(INSTRUCTIONS FOR THE TASK) Copy the listing that follows, line for line, without a single difference.

(TASK INPUT)
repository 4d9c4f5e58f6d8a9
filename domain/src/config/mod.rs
//! Configuration value objects for the domain layer
//!
//! These are domain concepts related to configuration that are
//! used across multiple layers.

mod output_format;

pub use output_format::OutputFormat;
//! Application-level configuration.
//!
//! - [`PipelineConfig`]: build loop control (file limits, initial progress)

pub mod pipeline;

pub use pipeline::{PhaseProgress, PipelineConfig};
//! Orchestration domain entities

use crate::agent::role::AgentRole;
use crate::project::accumulator::ProjectField;
use serde::{Deserialize, Serialize};

/// One step of the fixed build sequence
#[derive(Debug, Clone, Copy, PartialEq, Eq, Hash, Serialize, Deserialize)]
#[serde(rename_all = "snake_case")]
pub enum Phase {
    /// Architect produces the overall plan
    Architecture,
    /// Frontend designer, runs alongside `BackendDesign`
    FrontendDesign,
    /// Backend designer, runs alongside `FrontendDesign`
    BackendDesign,
    /// Data modeler derives tables from the backend models
    DataModeling,
    /// Code generator writes one file per selected component or model
    Implementation,
    /// DevOps engineer writes deployment files
    DeploymentConfig,
}

impl Phase {
    /// All phases in execution order (the two design phases share a slot)
    pub const ALL: [Phase; 6] = [
        Phase::Architecture,
        Phase::FrontendDesign,
        Phase::BackendDesign,
        Phase::DataModeling,
        Phase::Implementation,
        Phase::DeploymentConfig,
    ];

    pub fn as_str(&self) -> &'static str {
        match self {
            Phase::Architecture => "architecture",
            Phase::FrontendDesign => "frontend_design",
            Phase::BackendDesign => "backend_design",
            Phase::DataModeling => "data_modeling",
            Phase::Implementation => "implementation",
            Phase::DeploymentConfig => "deployment_config",
        }
    }

    pub fn display_name(&self) -> &'static str {
        match self {
            Phase::Architecture => "Architecture",
            Phase::FrontendDesign => "Frontend Design",
            Phase::BackendDesign => "Backend Design",
            Phase::DataModeling => "Data Modeling",
            Phase::Implementation => "Implementation",
            Phase::DeploymentConfig => "Deployment Config",
        }
    }

    /// The agent that executes this phase
    pub fn agent(&self) -> AgentRole {
        match self {
            Phase::Architecture => AgentRole::Architect,
            Phase::FrontendDesign => AgentRole::Frontend,
            Phase::BackendDesign => AgentRole::Backend,
            Phase::DataModeling => AgentRole::Database,
            Phase::Implementation => AgentRole::CodeGenerator,
            Phase::DeploymentConfig => AgentRole::Devops,
        }
    }

    /// Phases whose output this phase reads
    pub fn depends_on(&self) -> &'static [Phase] {
        match self {
            Phase::Architecture => &[],
            Phase::FrontendDesign | Phase::BackendDesign => &[Phase::Architecture],
            Phase::DataModeling => &[Phase::BackendDesign],
            Phase::Implementation => &[Phase::FrontendDesign, Phase::BackendDesign],
            Phase::DeploymentConfig => &[Phase::Architecture],
        }
    }

    /// The project field this phase writes
    pub fn output(&self) -> ProjectField {
        match self {
            Phase::Architecture => ProjectField::Architecture,
            Phase::FrontendDesign => ProjectField::FrontendDesign,
            Phase::BackendDesign => ProjectField::BackendDesign,
            Phase::DataModeling => ProjectField::DatabaseDesign,
            Phase::Implementation => ProjectField::GeneratedFiles,
            Phase::DeploymentConfig => ProjectField::DeploymentConfig,
        }
    }

    /// Project fields this phase reads
    pub fn inputs(&self) -> Vec<ProjectField> {
        self.depends_on().iter().map(Phase::output).collect()
    }
}

impl std::fmt::Display for Phase {
    fn fmt(&self, f: &mut std::fmt::Formatter<'_>) -> std::fmt::Result {
        write!(f, "{}", self.as_str())
    }
}

/// State of the overall build run
#[derive(Debug, Clone, Copy, PartialEq, Eq, Hash, Serialize, Deserialize, Default)]
#[serde(rename_all = "snake_case")]
pub enum RunState {
    #[default]
    Idle,
    Running,
    Succeeded,
    Failed,
}

impl RunState {
    pub fn as_str(&self) -> &'static str {
        match self {
            RunState::Idle => "idle",
            RunState::Running => "running",
            RunState::Succeeded => "succeeded",
            RunState::Failed => "failed",
        }
    }

    pub fn is_running(&self) -> bool {
        matches!(self, RunState::Running)
    }
}

impl std::fmt::Display for RunState {
    fn fmt(&self, f: &mut std::fmt::Formatter<'_>) -> std::fmt::Result {
        write!(f, "{}", self.as_str())
    }
}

(REPLY TO THE TASK)
repository 4d9c4f5e58f6d8a9
filename domain/src/config/mod.rs
//! Configuration value objects for the domain layer
//!
//! These are domain concepts related to configuration that are
//! used across multiple layers.

mod output_format;

pub use output_format::OutputFormat;
//! Application-level configuration.
//!
//! - [`PipelineConfig`]: build loop control (file limits, initial progress)

pub mod pipeline;

pub use pipeline::{PhaseProgress, PipelineConfig};
//! Orchestration domain entities

use crate::agent::role::AgentRole;
use crate::project::accumulator::ProjectField;
use serde::{Deserialize, Serialize};

/// One step of the fixed build sequence
#[derive(Debug, Clone, Copy, PartialEq, Eq, Hash, Serialize, Deserialize)]
#[serde(rename_all = "snake_case")]
pub enum Phase {
    /// Architect produces the overall plan
    Architecture,
    /// Frontend designer, runs alongside `BackendDesign`
    FrontendDesign,
    /// Backend designer, runs alongside `FrontendDesign`
    BackendDesign,
    /// Data modeler derives tables from the backend models
    DataModeling,
    /// Code generator writes one file per selected component or model
    Implementation,
    /// DevOps engineer writes deployment files
    DeploymentConfig,
}

impl Phase {
    /// All phases in execution order (the two design phases share a slot)
    pub const ALL: [Phase; 6] = [
        Phase::Architecture,
        Phase::FrontendDesign,
        Phase::BackendDesign,
        Phase::DataModeling,
        Phase::Implementation,
        Phase::DeploymentConfig,
    ];

    pub fn as_str(&self) -> &'static str {
        match self {
            Phase::Architecture => "architecture",
            Phase::FrontendDesign => "frontend_design",
            Phase::BackendDesign => "backend_design",
            Phase::DataModeling => "data_modeling",
            Phase::Implementation => "implementation",
            Phase::DeploymentConfig => "deployment_config",
        }
    }

    pub fn display_name(&self) -> &'static str {
        match self {
            Phase::Architecture => "Architecture",
            Phase::FrontendDesign => "Frontend Design",
            Phase::BackendDesign => "Backend Design",
            Phase::DataModeling => "Data Modeling",
            Phase::Implementation => "Implementation",
            Phase::DeploymentConfig => "Deployment Config",
        }
    }

    /// The agent that executes this phase
    pub fn agent(&self) -> AgentRole {
        match self {
            Phase::Architecture => AgentRole::Architect,
            Phase::FrontendDesign => AgentRole::Frontend,
            Phase::BackendDesign => AgentRole::Backend,
            Phase::DataModeling => AgentRole::Database,
            Phase::Implementation => AgentRole::CodeGenerator,
            Phase::DeploymentConfig => AgentRole::Devops,
        }
    }

    /// Phases whose output this phase reads
    pub fn depends_on(&self) -> &'static [Phase] {
        match self {
            Phase::Architecture => &[],
            Phase::FrontendDesign | Phase::BackendDesign => &[Phase::Architecture],
            Phase::DataModeling => &[Phase::BackendDesign],
            Phase::Implementation => &[Phase::FrontendDesign, Phase::BackendDesign],
            Phase::DeploymentConfig => &[Phase::Architecture],
        }
    }

    /// The project field this phase writes
    pub fn output(&self) -> ProjectField {
        match self {
            Phase::Architecture => ProjectField::Architecture,
            Phase::FrontendDesign => ProjectField::FrontendDesign,
            Phase::BackendDesign => ProjectField::BackendDesign,
            Phase::DataModeling => ProjectField::DatabaseDesign,
            Phase::Implementation => ProjectField::GeneratedFiles,
            Phase::DeploymentConfig => ProjectField::DeploymentConfig,
        }
    }

    /// Project fields this phase reads
    pub fn inputs(&self) -> Vec<ProjectField> {
        self.depends_on().iter().map(Phase::output).collect()
    }
}

impl std::fmt::Display for Phase {
    fn fmt(&self, f: &mut std::fmt::Formatter<'_>) -> std::fmt::Result {
        write!(f, "{}", self.as_str())
    }
}

/// State of the overall build run
#[derive(Debug, Clone, Copy, PartialEq, Eq, Hash, Serialize, Deserialize, Default)]
#[serde(rename_all = "snake_case")]
pub enum RunState {
    #[default]
    Idle,
    Running,
    Succeeded,
    Failed,
}

impl RunState {
    pub fn as_str(&self) -> &'static str {
        match self {
            RunState::Idle => "idle",
            RunState::Running => "running",
            RunState::Succeeded => "succeeded",
            RunState::Failed => "failed",
        }
    }

    pub fn is_running(&self) -> bool {
        matches!(self, RunState::Running)
    }
}

impl std::fmt::Display for RunState {
    fn fmt(&self, f: &mut std::fmt::Formatter<'_>) -> std::fmt::Result {
        write!(f, "{}", self.as_str())
    }
}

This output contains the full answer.